Now, even though it would be a cop-out to attribute all human evils to the supernatural, indeed the very concept of supernatural can be difficult to swallow, I think we'd all prefer to think that there's got to be some spiritual reality to all of this. We all subconsciously hope that there's something anti-human at work in some systems and atrocities. We may plant the seeds of injustice, but some of those monsters grow beyond our control. Take the Holocaust as an example. What on earth made enlightened westerners capable of such horrible things? There's something bigger at work. A system or an ideal has a way of possessing us and coercing us to make decisions that are not our own, decisions we would never make outside that uniform or outside that position.

The systems and ideals which lead to atrocities like the holocaust, slavery, the 9-11 attacks, and to war in general are spiritual in nature. It may be human insofar as it does not need to be attributed to some horned red dude with a pitch-fork, but it's certainly larger than us, it's certainly something beyond humanity, something dehumanizing. It's so even in situations that are not so obviously terrible. What, for example, gives a police officer the ability to gun down a suspect? What gives a soldier the ability to fire explosives into a building occupied by other humans? What gives a sniper the ability to pull the trigger, from half a mile away, and kill another person while they eat their lunch? Surely these are not decisions that they'd make according to their conscience in any other circumstances. They have to be trained and spiritually formed for something like that. The same qualities of systems that give someone the courage to kill, the audacity to buy a corvette in a world where half the people are in poverty, the entitlement to sue someone else for all they've got, are the same qualities that make a holocaust possible.

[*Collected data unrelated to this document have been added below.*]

//! Radial layout: concentric rings `level_distance` apart, angular sectors sized by subtree
//! angular width.

use canopy_graph::util;
use canopy_graph::{Graph, PosProp, SkipIgnored, Traversal};

use crate::angular::{self, AngularWidths, ChildOrder};
use crate::dims::NodeDims;
use crate::error::{Error, Result};

#[derive(Debug, Clone, PartialEq)]
pub struct RadialOptions {
    pub level_distance: f64,
    pub dims: NodeDims,
    /// Keeps the children of one node in a fixed order (used when re-rooting on click).
    pub child_order: Option<ChildOrder>,
}

impl Default for RadialOptions {
    fn default() -> Self {
        Self {
            level_distance: 100.0,
            dims: NodeDims {
                dim: 3.0,
                ..NodeDims::default()
            },
            child_order: None,
        }
    }
}

impl RadialOptions {
    pub fn compute_positions(
        &self,
        graph: &mut Graph,
        root: &str,
        props: &[PosProp],
    ) -> Result<Traversal> {
        if !graph.has_node(root) {
            return Err(Error::MissingRoot { id: root.to_string() });
        }
        let mut traversal = util::compute_levels(graph, root, 0, &SkipIgnored);
        let widths = AngularWidths::compute(graph, &mut traversal, root, &self.dims);
        let level_distance = self.level_distance;
        angular::distribute(
            graph,
            &mut traversal,
            root,
            &widths,
            props,
            self.child_order.as_ref(),
            |depth| f64::from(depth + 1) * level_distance,
        );
        tracing::debug!(root, nodes = traversal.reached_count(), "radial layout");
        Ok(traversal)
    }
}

Leo Tolstoy dealt with these systemic qualities in terms of intoxication.
"The intoxication produced by such stimulants as parades, reviews, religious solemnities, and coronations, is, however, an acute and temporary condition; but there are other forms of chronic, permanent intoxication, to which those are liable who have any kind of authority, from that of the Tzar to that of the lowest police officer at the street corner, and also those wo are in subjugation to authority and in a state of stupefied servility. The latter, like all slaves, always find a justification for their own servility, in ascribing the greatest possible dignity and importance to those they serve. It is principally through this false idea of inequality, and the intoxication of power and servility resulting from it, that men associated in a state organization are enabled to commit acts opposed to their conscience without the least scruple or remorse." (Leo Tolstoy, The Kingdom of God is Within You, page 246.) 
Even now, in our post-supernatural/enlightened age, perhaps we can attribute a spiritual and demonological quality to the sorts of forces which make us capable of that which we would otherwise be incapable. Power justifies everything eventually. Either our entitlement which comes from power or our servility and allegiance to it, followed by the practices and habits formed thereby, will eventually posses us and coerce our action. They have mysterious spiritual power and our best response is spiritual disciplines, forming the habits of God's Kingdom.

Things such as pledges of allegiance should be seen, in this case, as spiritual disciplines. Our allegiances to a State or to a flag are habit forming and, at their worst, can be a step in the direction of capacity for holocaust.

Christians are invited to be spiritually formed in a different direction. We are called to allegiance not to power but to a crucified king, not to force but to a slaughtered lamb. We are called not to civic duty but to prayer and fasting. We are being possessed not by the demonic forces of systems of power but by the Holy Spirit who makes all things new. We are invited not to a system of justified inequality but to love in the Body of Christ.

Perhaps we should take demons more seriously. Not as creepy invisible monsters, but as systemic allegiances and intoxications from which we must be delivered.